Treatment is generally 24-48 weeks for treatment-naïve patients and 24 weeks for treatment-relapse patients.

Ribavirin is supplied as 200-mg capsules in packages of 84. The bottles should be stored at 25°C or 77°F.

Potential Advantages

The approval of the "stand alone" ribavirin provides more dosing flexibility in tailoring individualized therapy for those patients requiring dosage reduction as well as allowing use with peginterferon. In the clinical trials, about 26% of patients required modification in the dose of ribavirin. These included dose reduction or discontinuation. The combination package (Rebetron) contains a week’s supply of ribavirin (35 or 42 capsules) and does not allow for the flexibility of dose reduction in patients with anemia associated with ribavirin therapy.

Potential Disadvantages

Ribavirin is not effective as monotherapy for hepatitis C. Hemolytic anemia, which occurs in about 10% of patients, is the primary adverse effect of ribavirin.1 The drug can also potentiate the neutropenia induced by interferon alpha.2 Ribavirin should not be used in pregnant patients or those with a creatinine clearance < 50 mg/min.

Comments

The combination of ribavirin and interferon alfa-2b has been approved for the treatment of patients who have relapsed following interferon alfa-2b therapy as well as those naïve to treatment. The combination has been reported to be more effective than interferon alone in both relapsing as well as naïve patients.1,3,4,7 Ribavirin was recently approved for use in combination with peginterferon alfa-2b (PEG-intron) which is a conjugate of monomethoxy polyethylene glycol (PEG) with recombinant interferon alfa-2b. The pegylated interferon permits a more convenient once-weekly dosing. In interferon treatment-naïve patients, the combination of ribavirin (800 mg daily) plus peginterferon (1.5 µg/kg week) produced a better overall response (undetectable virus in the serum in 24 weeks) than ribavirin (1000 or 1200 mg) plus interferon 3 MIU 3 times a week (52% vs 46%, respectively). The difference was seen in genotype 1 hepatitis C compared to genotypes 2-6.2,6 A recent report of a 24-week interim analysis suggests that ribavirin/peginterferon may be effective in patients who have previously failed on other interferon therapy.5

Clinical Implications

It is estimated that about 4 million Americans are chronically infected with hepatitis C and it is the leading reason for liver transplantation in this country. The combination of ribavirin and interferon is currently considered the standard of care. The approval of "stand alone"ribavirin permits its use with peginterferon and also allows for more flexibility in dosage modification due to adverse effects. As more data are published, peginterferon may become the standard interferon. Schering has agreed to conduct several postmarketing studies including the comparison of weight-adjusted doses of ribavirin with the currently approved fixed dose which is underway. Data suggest that body weight is an important predictor of response to interferon.6 Rebetol is expected to be available in November and a combination PEG-Intron/Rebetol product is also pending.

References

1. Rebetol Product Information. Schering Corporation. July 2001.

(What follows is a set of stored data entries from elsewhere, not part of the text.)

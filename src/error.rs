use std::collections::TryReserveError;

use thiserror::Error;

#[derive(Debug, Error)]
pub enum JaggedError {
    #[error("matrix must have at least one row")]
    EmptyMatrix,
    #[error("index out of range for row {row}")]
    ColumnOutOfRange { row: usize },
    #[error("to index out of range for row {row}")]
    ToColumnOutOfRange { row: usize },
    #[error("no column value for row {row}")]
    MissingColumnValue { row: usize },
    #[error("source row out of range")]
    SourceRowOutOfRange,
    #[error("source column out of range for row {row}")]
    SourceColumnOutOfRange { row: usize },
    #[error("destination resolves before the start of the matrix")]
    DestinationOutOfRange,
    #[error("row {row} has {found} cells, expected {expected}")]
    NotRectangular {
        row: usize,
        expected: usize,
        found: usize,
    },

    #[error("shape error: {0}")]
    Shape(#[from] ndarray::ShapeError),
    #[error("cannot grow the matrix: {0}")]
    Capacity(#[from] TryReserveError),

    #[error("{0}")]
    Range(String),
    #[error("invalid sorting definition: {0}")]
    InvalidSortKey(String),
    #[error("the given value is not an object")]
    NotAnObject,
    #[error("could not understand the command")]
    Syntax,
}

impl JaggedError {
    pub(crate) fn range(message: impl ToString) -> anyhow::Error {
        anyhow::Error::from(JaggedError::Range(message.to_string()))
    }

    /// The `JaggedError` at the root of an `anyhow` chain, if there is one.
    pub fn extract(err: &anyhow::Error) -> Option<&JaggedError> {
        err.chain().find_map(|e| e.downcast_ref::<JaggedError>())
    }
}
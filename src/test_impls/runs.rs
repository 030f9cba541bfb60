use anyhow::{anyhow, bail, Context, Result};
use log::debug;
use serde::{Deserialize, Serialize};

use crate::{run_script, JaggedError, Matrix};

/// Table-driven cases, as kept in `tests/*.toml`.
#[derive(Clone, Debug, Serialize, Deserialize)]
pub struct RunList {
    pub runs: Vec<Run>,
}

/// A script run against a starting matrix, and either the matrix it should produce or
/// the message of the error it should fail with.
#[derive(Clone, Debug, Serialize, Deserialize)]
pub struct Run {
    pub name: String,
    pub matrix: Matrix<i64>,
    pub script: String,
    #[serde(default)]
    pub expected: Option<Matrix<i64>>,
    #[serde(default)]
    pub error: Option<String>,
}

impl RunList {
    pub fn open(content: impl AsRef<str>) -> Result<Self> {
        Ok(toml::from_str(content.as_ref())?)
    }
}

impl Run {
    pub fn check(&self) -> Result<()> {
        let result = run_script(&self.matrix, &self.script);
        debug!("{}: {:?}", self.name, result);

        match (&self.expected, &self.error, result) {
            (Some(expected), None, Ok(got)) if &got == expected => Ok(()),
            (Some(expected), None, Ok(got)) => {
                bail!("incorrect matrix, we got {got:?}, they expect {expected:?}")
            }
            (Some(_), None, Err(e)) => Err(e).context("expected a matrix"),
            (None, Some(message), Err(e)) => {
                let root = JaggedError::extract(&e)
                    .ok_or_else(|| anyhow!("not a matrix error: {e:?}"))?;
                if root.to_string() != *message {
                    bail!("incorrect error, we got {root:?}, they expect {message:?}");
                }
                Ok(())
            }
            (None, Some(message), Ok(got)) => {
                bail!("expected failure {message:?}, got {got:?}")
            }
            _ => bail!("a run needs exactly one of `expected` and `error`"),
        }
    }
}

2. PEG-Intron Product Information. Schering Corporation. August 2001.

3. Mereno-Monteagudo, et al. Aliment Pharmacol Ther. 1998;12(8):717-723.

4. Reichard O, et al. Lancet. 1998;351:83-87.

5. Jacobson I, et al. Digestive Disease Week 2001. May 20-23, 2001. Atlanta, GA. Abstract #1964.

6. Manns MP, et al. Lancet. 2001;358:958-965.

7. Poynard T, et al. Lancet. 1998;352:1426-1432.